スカイマークの債権者は エアバスに積極的でないANAを快く思っていません。理由は受注による経済メリットが期待できないからです。エアバスはANAを排除したいはずですが現状は国交省の管轄です。国交省の航空行政は、アメリカに弱い側面がありますが現段階では口を挟むことはしないでしょう。

そしてスカイマークに影響力を与えられる方策をシミュレーションしているはずです。米国ビッグスリー(デルタ航空、ユナイテッド航空、アメリカン航空)のなかで、圧倒的に太平洋ルートを抑えているのが、デルタ航空、ユナイテッド航空です。
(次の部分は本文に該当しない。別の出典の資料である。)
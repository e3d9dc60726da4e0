//! doomkit CLI - Command-line interface
//!
//! Fetches the DOOM shareware files, reports their status and serves them to
//! the browser emulator.

mod commands;
mod error;
mod runner;

use std::net::SocketAddr;
use std::path::PathBuf;
use std::process;

use clap::{Parser, Subcommand};
use doomkit::config::config_file_path;

use error::CliError;
use runner::CliRunner;

#[derive(Parser)]
#[command(name = "doomkit")]
#[command(version, about = "Fetch and serve the DOOM shareware episode", long_about = None)]
struct Cli {
    /// Path to the configuration file (default: ~/.doomkit/config.ini)
    #[arg(long, global = true, value_name = "PATH")]
    config: Option<PathBuf>,

    /// Enable debug logging
    #[arg(short, long, global = true)]
    verbose: bool,

    #[command(subcommand)]
    command: Commands,
}

#[derive(Subcommand)]
enum Commands {
    /// Show which game files are present
    Status,

    /// Download and extract the shareware game files
    Download,

    /// Serve status, download and file routes over HTTP
    Serve {
        /// Address to listen on (overrides [server] listen)
        #[arg(long, value_name = "ADDR")]
        listen: Option<SocketAddr>,
    },

    /// Write a default configuration file
    Init {
        /// Overwrite an existing file
        #[arg(long)]
        force: bool,
    },
}

#[tokio::main]
async fn main() {
    let cli = Cli::parse();

    if let Err(e) = run(cli).await {
        eprintln!("Error: {}", e);
        process::exit(e.exit_code());
    }
}

async fn run(cli: Cli) -> Result<(), CliError> {
    if let Commands::Init { force } = cli.command {
        let path = cli.config.unwrap_or_else(config_file_path);
        return commands::init::run(&path, force);
    }

    let runner = CliRunner::new(cli.config.as_deref(), cli.verbose)?;

    match cli.command {
        Commands::Status => commands::status::run(&runner),
        Commands::Download => commands::download::run(&runner).await,
        Commands::Serve { listen } => commands::serve::run(&runner, listen).await,
        Commands::Init { .. } => Ok(()),
    }
}
//! Init command - write the default configuration file.

use std::path::Path;

use doomkit::config::ConfigFile;

use crate::error::CliError;

/// Run the init command.
///
/// An existing file is left alone unless `force` is set.
pub fn run(config_path: &Path, force: bool) -> Result<(), CliError> {
    if config_path.exists() && !force {
        println!("Configuration file already exists: {}", config_path.display());
        println!("Use --force to overwrite it with defaults.");
        return Ok(());
    }

    ConfigFile::default().save_to(config_path)?;

    println!("Configuration file: {}", config_path.display());
    println!();
    println!("Edit this file to change the download sources or game directory.");
    Ok(())
}
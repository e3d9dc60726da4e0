//! Acquisition orchestration: ensure → fetch → extract → report.
//!
//! ```text
//! Acquirer::acquire
//!     │
//!     ├── 1. TargetDirectory::ensure
//!     ├── 2. MultiSourceFetcher::fetch    (bounded by total timeout)
//!     ├── 3. ArchiveInspector::extract    (blocking pool)
//!     └── 4. Acquisition / AcquisitionResult
//! ```
//!
//! Files are only written once a complete payload is in memory, so a fetch
//! that fails or times out leaves the directory untouched.

use std::time::Duration;

use serde::Serialize;
use tokio::sync::Mutex;
use tracing::{error, info};

use crate::archive::{ArchiveInspector, ExtractionReport};
use crate::directory::TargetDirectory;
use crate::error::{AcquireError, AcquireResult};
use crate::fetch::{FetchedArchive, HttpClient, MultiSourceFetcher, ReqwestClient};

/// A successful acquisition.
#[derive(Debug, Clone, PartialEq, Eq)]
pub struct Acquisition {
    /// The source the archive came from.
    pub source: String,
    /// What the extraction pass produced.
    pub report: ExtractionReport,
}

/// Structured outcome handed to callers of the download operation.
#[derive(Debug, Clone, PartialEq, Eq, Serialize)]
pub struct AcquisitionResult {
    /// Whether at least one canonical file was produced.
    pub success: bool,
    /// Canonical filenames produced.
    #[serde(skip_serializing_if = "Vec::is_empty")]
    pub files: Vec<String>,
    /// Human-readable summary on success.
    #[serde(skip_serializing_if = "Option::is_none")]
    pub message: Option<String>,
    /// Error message on failure.
    #[serde(skip_serializing_if = "Option::is_none")]
    pub error: Option<String>,
}

impl AcquisitionResult {
    /// A successful result listing produced files.
    pub fn success(files: Vec<String>) -> Self {
        let message = format!("Successfully downloaded: {}", files.join(", "));
        Self {
            success: true,
            files,
            message: Some(message),
            error: None,
        }
    }

    /// A failed result.
    pub fn failure(error: impl Into<String>) -> Self {
        Self {
            success: false,
            files: Vec::new(),
            message: None,
            error: Some(error.into()),
        }
    }
}

impl From<&AcquireResult<Acquisition>> for AcquisitionResult {
    fn from(result: &AcquireResult<Acquisition>) -> Self {
        match result {
            Ok(acquisition) => Self::success(acquisition.report.files()),
            Err(e) => Self::failure(e.to_string()),
        }
    }
}

/// Composes fetching and extraction into one acquisition.
///
/// Calls on the same `Acquirer` are serialized: a second `acquire` waits for
/// the first to finish, so two triggers never interleave their writes.
pub struct Acquirer<C: HttpClient = ReqwestClient> {
    fetcher: MultiSourceFetcher<C>,
    inspector: ArchiveInspector,
    total_timeout: Duration,
    in_flight: Mutex<()>,
}

impl<C: HttpClient> Acquirer<C> {
    /// Create an acquirer over the given transport.
    ///
    /// `total_timeout` bounds the whole fetch phase across all sources.
    pub fn new(client: C, total_timeout: Duration) -> Self {
        Self {
            fetcher: MultiSourceFetcher::new(client),
            inspector: ArchiveInspector::new(),
            total_timeout,
            in_flight: Mutex::new(()),
        }
    }

    /// Replace the archive inspector.
    pub fn with_inspector(mut self, inspector: ArchiveInspector) -> Self {
        self.inspector = inspector;
        self
    }

    /// The fetcher used for downloads.
    pub fn fetcher(&self) -> &MultiSourceFetcher<C> {
        &self.fetcher
    }

    /// Run one acquisition.
    ///
    /// # Errors
    ///
    /// - [`AcquireError::Directory`] if the target cannot be created
    /// - [`AcquireError::AllSourcesExhausted`] if no source delivered
    /// - [`AcquireError::TimedOut`] if the fetch phase exceeded the total timeout
    /// - [`AcquireError::InvalidArchive`] / [`AcquireError::NoRecognizedFiles`] from extraction
    pub async fn acquire(
        &self,
        sources: &[String],
        target: &TargetDirectory,
    ) -> AcquireResult<Acquisition> {
        let _guard = self.in_flight.lock().await;

        let dir = target.ensure()?;
        info!(dir = %dir.display(), sources = sources.len(), "Starting acquisition");

        let FetchedArchive { url, bytes } =
            match tokio::time::timeout(self.total_timeout, self.fetcher.fetch(sources)).await {
                Ok(result) => result?,
                Err(_) => {
                    return Err(AcquireError::TimedOut {
                        after: self.total_timeout,
                    })
                }
            };

        let inspector = self.inspector;
        let target = target.clone();
        let report = tokio::task::spawn_blocking(move || inspector.extract(&bytes, &target))
            .await
            .map_err(|e| AcquireError::Task(e.to_string()))??;

        info!(
            source = %url,
            files = ?report.files(),
            failed_entries = report.failed_entries,
            "Acquisition complete"
        );

        Ok(Acquisition {
            source: url,
            report,
        })
    }

    /// Run one acquisition and fold the outcome into an [`AcquisitionResult`].
    pub async fn run(&self, sources: &[String], target: &TargetDirectory) -> AcquisitionResult {
        let result = self.acquire(sources, target).await;
        if let Err(ref e) = result {
            error!(error = %e, "Download error");
        }
        AcquisitionResult::from(&result)
    }
}
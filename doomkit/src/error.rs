//! Error types for asset acquisition and serving.
//!
//! Each boundary has its own error enum:
//! - [`DirectoryError`] - the target directory cannot be created or used
//! - [`FetchError`] - a single download attempt failed (never escapes the fetcher alone)
//! - [`AcquireError`] - a whole acquisition failed
//! - [`ServeError`] - a file request was rejected

use std::io;
use std::path::PathBuf;
use std::time::Duration;

use thiserror::Error;

/// Result type for acquisition operations.
pub type AcquireResult<T> = Result<T, AcquireError>;

/// Result type for file serving operations.
pub type ServeResult<T> = Result<T, ServeError>;

/// The target directory is unusable.
#[derive(Debug, Error)]
#[error("target directory {} is unusable: {source}", path.display())]
pub struct DirectoryError {
    /// Directory that could not be created or resolved.
    pub path: PathBuf,
    /// Underlying filesystem error.
    #[source]
    pub source: io::Error,
}

impl DirectoryError {
    pub(crate) fn new(path: impl Into<PathBuf>, source: io::Error) -> Self {
        Self {
            path: path.into(),
            source,
        }
    }
}

/// A single download attempt failed.
#[derive(Debug, Clone, Error, PartialEq, Eq)]
pub enum FetchError {
    /// Connection, DNS or body transfer failure.
    #[error("request failed: {0}")]
    Request(String),

    /// The attempt exceeded its timeout.
    #[error("request timed out")]
    Timeout,

    /// The server answered with a non-success status.
    #[error("HTTP {0}")]
    Status(u16),

    /// The response body exceeded the configured maximum.
    #[error("response exceeds {limit} bytes")]
    TooLarge { limit: u64 },
}

/// A failed attempt against one source.
#[derive(Debug, Clone, PartialEq, Eq)]
pub struct SourceFailure {
    /// The URL that was tried.
    pub url: String,
    /// Why the attempt failed.
    pub error: FetchError,
}

/// Errors that end an acquisition.
#[derive(Debug, Error)]
pub enum AcquireError {
    /// The target directory could not be prepared.
    #[error(transparent)]
    Directory(#[from] DirectoryError),

    /// Every configured source failed.
    #[error("All download sources failed. Please use manual download.")]
    AllSourcesExhausted {
        /// Number of sources that were tried.
        attempted: usize,
        /// Per-source failure details, in the order tried.
        failures: Vec<SourceFailure>,
    },

    /// The archive was fetched but contained none of the expected files.
    #[error(
        "Could not find DOOM.EXE or DOOM1.WAD in archive. Found files: {}",
        sample.join(", ")
    )]
    NoRecognizedFiles {
        /// Bounded sample of entry names seen in the archive.
        sample: Vec<String>,
    },

    /// The payload could not be opened as an archive.
    #[error("downloaded payload is not a valid archive: {0}")]
    InvalidArchive(String),

    /// The fetch phase did not finish within the total timeout.
    #[error("download timed out after {after:?}")]
    TimedOut { after: Duration },

    /// A background task failed to complete.
    #[error("acquisition task failed: {0}")]
    Task(String),
}

/// Reasons a file request is rejected.
///
/// `Forbidden` deliberately covers both path traversal and disallowed
/// extensions so callers cannot tell them apart.
#[derive(Debug, Error)]
pub enum ServeError {
    /// The name escapes the directory or has a disallowed extension.
    #[error("Only DOOM game files are allowed")]
    Forbidden,

    /// No such file in the directory.
    #[error("File not found")]
    NotFound,

    /// The file exists but could not be opened.
    #[error("failed to open file: {0}")]
    Io(#[from] io::Error),
}
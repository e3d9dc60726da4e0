//! CLI error type.

use std::fmt;

use doomkit::config::ConfigFileError;
use doomkit::FetchError;

/// Errors surfaced to the user by CLI commands.
#[derive(Debug)]
pub enum CliError {
    /// Configuration could not be loaded, saved or interpreted.
    Config(String),
    /// The HTTP client could not be constructed.
    Client(FetchError),
    /// The download operation failed.
    Download(String),
    /// The HTTP server could not start.
    Serve(std::io::Error),
}

impl CliError {
    /// Process exit code for this error.
    pub fn exit_code(&self) -> i32 {
        1
    }
}

impl fmt::Display for CliError {
    fn fmt(&self, f: &mut fmt::Formatter<'_>) -> fmt::Result {
        match self {
            CliError::Config(msg) => write!(f, "Configuration error: {}", msg),
            CliError::Client(e) => write!(f, "HTTP client error: {}", e),
            CliError::Download(msg) => write!(f, "Download failed: {}", msg),
            CliError::Serve(e) => write!(f, "Server error: {}", e),
        }
    }
}

impl std::error::Error for CliError {
    fn source(&self) -> Option<&(dyn std::error::Error + 'static)> {
        match self {
            CliError::Client(e) => Some(e),
            CliError::Serve(e) => Some(e),
            _ => None,
        }
    }
}

impl From<ConfigFileError> for CliError {
    fn from(e: ConfigFileError) -> Self {
        CliError::Config(e.to_string())
    }
}

impl From<FetchError> for CliError {
    fn from(e: FetchError) -> Self {
        CliError::Client(e)
    }
}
一時期、デルタ航空の成田発着数はANAすら圧倒していた時期があります。

●デルタ航空のメリットは

デルタ航空にとって、スカイマーク支援により得られるメリットは大きいものがあります。羽田スロット(発着枠)は現状では国内航空会社のみの割り当てですが、デルタ航空の支援が現実になれば、羽田スロットを手にできる好機になります。実現すれば海外の航空会社としてはじめての割り当てです。

航空連合に目を向ければ、国内では、JALが加盟するワンワールドパートナー、ANAが加盟するスターアライアンスがありますが、既に日本での基盤があることからスロット獲得に強い意欲は示していません。デルタ航空が加盟しているスカイチームは、日本国内線での共同運航パートナーがなく羽田スロットの獲得に最も意欲を示しています。スカイマークの中でも中心的存在であるデルタ航空が名乗りを上げることは当然の流れでしょう。

そして最後に航空交通管制権があります。日本の航空管制における優先権はアメリカにあることも忘れてはいけないポイントです。